The DHS Program User Forum
Discussions regarding The DHS Program data and results
Home » Data » Dataset use in Stata » Performing a manual backward stepwise logistic regression in Stata
Performing a manual backward stepwise logistic regression in Stata [message #10711] Mon, 05 September 2016 02:22 Go to next message
npolle is currently offline  npolle
Messages: 6
Registered: August 2016
Location: MOMBASA, KENYA
Member
I am new in using stata and interested in using the 2011 Uganda Demographic and Health Survey to determine prevalence of disability and associated risk factors. I need assistance in performing a manual backward stepwise logistic regression in Stata. I have read that in performing a manual backward stepwise logistic regression in Stata, I first need to run the full model (with all covariates), followed by testing all variables for statistical significance at p<0.05 starting with the bottom variable.
I need assistance on how to test the variables for statistical significance. This is how I approached it, however the test command does not run.

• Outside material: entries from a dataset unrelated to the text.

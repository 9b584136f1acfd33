// ABOUTME: Nutritional score route handlers for single-meal and batch scoring
// ABOUTME: Validates JSON bodies explicitly, then delegates to the injected MealScorer
//
// SPDX-License-Identifier: MIT OR Apache-2.0
// Copyright (c) 2025 Pierre Fitness Intelligence

//! Nutritional score routes
//!
//! Both handlers take the body as untyped JSON so that validation failures
//! produce this API's own `400` payload rather than the framework's default
//! rejection. A request is either rejected before any scoring happens or
//! fully scored; there are no partial results.
//!
//! A batch is rejected as a whole if any one meal is invalid. The error
//! names the index of the first offending meal.

use crate::constants::errors::{
    MSG_CALCULATE_BATCH_FAILED, MSG_CALCULATE_FAILED, MSG_INVALID_MEALS_ARRAY,
    MSG_INVALID_MEAL_INPUT,
};
use crate::constants::{fields, routes};
use crate::errors::{AppError, AppResult, ErrorCode};
use crate::intelligence::MealScorer;
use crate::middleware::request_id_from_headers;
use crate::models::Meal;
use axum::{
    extract::{rejection::JsonRejection, State},
    http::{HeaderMap, StatusCode},
    response::{IntoResponse, Response},
    routing::post,
    Json, Router,
};
use serde::{Deserialize, Serialize};
use serde_json::Value;
use std::sync::Arc;
use tracing::{debug, warn};

/// Successful single-meal response
#[derive(Debug, Clone, Serialize, Deserialize)]
pub struct CalculateResponse {
    /// The validated input, echoed back
    ///
    /// Fields are re-serialized from `f64`, so an integer such as `200`
    /// comes back as the numerically equal `200.0`.
    pub input: Meal,
    /// The computed score
    pub score: f64,
}

/// Successful batch response
#[derive(Debug, Clone, Serialize, Deserialize)]
pub struct BatchCalculateResponse {
    /// One score per input meal, in input order
    pub scores: Vec<f64>,
}

/// Nutritional score routes
pub struct NutritionRoutes;

impl NutritionRoutes {
    /// Create the scoring routes around the given scorer
    #[must_use]
    pub fn routes(scorer: Arc<dyn MealScorer>) -> Router {
        Router::new()
            .route(routes::CALCULATE, post(Self::handle_calculate))
            .route(routes::CALCULATE_BATCH, post(Self::handle_calculate_batch))
            .with_state(scorer)
    }

    /// Handle `POST /api/calculate`
    ///
    /// Responds with `{input, score}` where `input` is the validated meal
    /// as numbers, not the raw request text.
    async fn handle_calculate(
        State(scorer): State<Arc<dyn MealScorer>>,
        headers: HeaderMap,
        body: Result<Json<Value>, JsonRejection>,
    ) -> Result<Response, AppError> {
        let request_id = request_id_from_headers(&headers);

        Self::calculate(scorer.as_ref(), body)
            .map(|response| (StatusCode::OK, Json(response)).into_response())
            .map_err(|e| attach_request_id(e, request_id))
    }

    /// Handle `POST /api/calculate-batch`
    async fn handle_calculate_batch(
        State(scorer): State<Arc<dyn MealScorer>>,
        headers: HeaderMap,
        body: Result<Json<Value>, JsonRejection>,
    ) -> Result<Response, AppError> {
        let request_id = request_id_from_headers(&headers);

        Self::calculate_batch(scorer.as_ref(), body)
            .map(|response| (StatusCode::OK, Json(response)).into_response())
            .map_err(|e| attach_request_id(e, request_id))
    }

    fn calculate(
        scorer: &dyn MealScorer,
        body: Result<Json<Value>, JsonRejection>,
    ) -> AppResult<CalculateResponse> {
        let Json(value) = body.map_err(|rejection| {
            map_json_rejection(rejection, MSG_INVALID_MEAL_INPUT, MSG_CALCULATE_FAILED)
        })?;

        let meal = Meal::from_json(&value).map_err(|e| {
            warn!(reason = %e, "Rejected meal");
            AppError::from(e)
        })?;

        let score = scorer.score(&meal);
        if !score.is_finite() {
            return Err(AppError::calculation_failed());
        }

        debug!(score, "Calculated nutritional score");
        Ok(CalculateResponse { input: meal, score })
    }

    fn calculate_batch(
        scorer: &dyn MealScorer,
        body: Result<Json<Value>, JsonRejection>,
    ) -> AppResult<BatchCalculateResponse> {
        let Json(value) = body.map_err(|rejection| {
            map_json_rejection(rejection, MSG_INVALID_MEALS_ARRAY, MSG_CALCULATE_BATCH_FAILED)
        })?;

        let meals = parse_meals(&value)?;
        let scores = scorer.score_batch(&meals);

        if scores.len() != meals.len() || scores.iter().any(|score| !score.is_finite()) {
            return Err(AppError::internal(MSG_CALCULATE_BATCH_FAILED));
        }

        debug!(meal_count = meals.len(), "Calculated batch scores");
        Ok(BatchCalculateResponse { scores })
    }
}

/// Validate a batch body: `meals` must be an array and every element a valid meal
fn parse_meals(body: &Value) -> AppResult<Vec<Meal>> {
    let Some(elements) = body.get(fields::MEALS).and_then(Value::as_array) else {
        warn!("Rejected batch without a meals array");
        return Err(AppError::invalid_input(MSG_INVALID_MEALS_ARRAY));
    };

    elements
        .iter()
        .enumerate()
        .map(|(index, element)| {
            Meal::from_json(element).map_err(|e| {
                warn!(index, reason = %e, "Rejected batch meal");
                let message = format!("Invalid input. Meal at index {index}: {e}.");
                AppError::new(AppError::from(e).code, message)
            })
        })
        .collect()
}

/// Translate a body extraction failure
///
/// A request without a JSON content type carries no usable fields, which is a
/// client error. Oversized bodies keep their `413`. Anything else (a body that
/// is not parseable JSON) is reported as an unexpected failure.
fn map_json_rejection(
    rejection: JsonRejection,
    invalid_message: &str,
    failure_message: &str,
) -> AppError {
    match rejection {
        JsonRejection::MissingJsonContentType(_) => {
            warn!("Rejected request without a JSON content type");
            AppError::invalid_input(invalid_message)
        }
        rejection if rejection.status() == StatusCode::PAYLOAD_TOO_LARGE => {
            warn!("Rejected oversized request body");
            AppError::new(ErrorCode::PayloadTooLarge, rejection.body_text())
        }
        rejection => AppError::serialization(failure_message).with_source(rejection),
    }
}

fn attach_request_id(error: AppError, request_id: Option<String>) -> AppError {
    match request_id {
        Some(id) => error.with_request_id(id),
        None => error,
    }
}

*GENERATING THE SUBPOPULATION
generate overfive=.
replace overfive = 1 if hv105>=5 & hv105<96 & hv103==1
replace overfive = 0 if overfive!=1
*CONDUCTING MULTIVARIATE LOGISTICS REGRESSION
*Where 'onedisability' is the variable for difficulty in at least one functional
area
svy, subpop (overfive): logistic onedisability ///
hv104 ///
hv106 ///
hv025 ///
hv270 ///
hv024
test hv024

Thank you
Re: Performing a manual backward stepwise logistic regression in Stata [message #10728 is a reply to message #10711] Tue, 06 September 2016 12:44 Go to previous messageGo to next message
Bridgette-DHS is currently offline  Bridgette-DHS
Messages: 3032
Registered: February 2013
Senior Member
Following is a response from Senior DHS Stata Specialist, Tom Pullum:

I have revised some of your Stata code below. Rather than manual stepwise selection I would use the Stata command "stepwise". There are limitations with this command. It does not work with "i." for categorical variables, so you must form sets of dummies with "xi". Then if one of the dummies is dropped from the model, it means that the category has been consolidated with the reference category. It also does not work with svyset, but it DOES work with the pweight and cluster specifications within an estimation command, so all you are missing is the stratum adjustment and subpop, which you can add after you have selected the final model. In the example, I am setting a p value of .1 as the threshold for retention in the model. This number can be changed. I would repeat the procedure with various values ranging from, say, .5 to .05. I personally prefer logit to logistic, but have used logistic below since that's what you had.
use e:\DHS\DHS_data\PR_files\UGPR60FL.dta

generate overfive=.
replace overfive = 1 if hv105>=5 & hv105<96 & hv103==1
replace overfive = 0 if overfive!=1

* construct onedisability
describe sh24-sh29
tab1 sh24-sh29,m

gen sh24r=0
replace sh24r=1 if sh24>=2 & sh24<=4
replace sh24r=. if sh24==.

gen sh25r=0
replace sh25r=1 if sh25>=2 & sh25<=4
replace sh25r=. if sh25==.

gen sh26r=0
replace sh26r=1 if sh26>=2 & sh26<=4
replace sh26r=. if sh26==.

gen sh27r=0
replace sh27r=1 if sh27>=2 & sh27<=4
replace sh27r=. if sh27==.

gen sh28r=0
replace sh28r=1 if sh28>=2 & sh28<=4
replace sh28r=. if sh28==.

gen sh29r=0
replace sh29r=1 if sh29>=2 & sh29<=4
replace sh29r=. if sh29==.

egen onedisability=rowtotal(sh24r-sh29r), missing
replace onedisability=1 if onedisability>1 & onedisability<. 

tab onedisability,m

*CONDUCTING MULTIVARIATE LOGISTICS REGRESSION
*Where 'onedisability' is the variable for difficulty in at least one functionalarea

* specify svyset, but stepwise cannot work with svyset.  Use pweight and cluster, and do not
* include strata and subpop until you get to the final model.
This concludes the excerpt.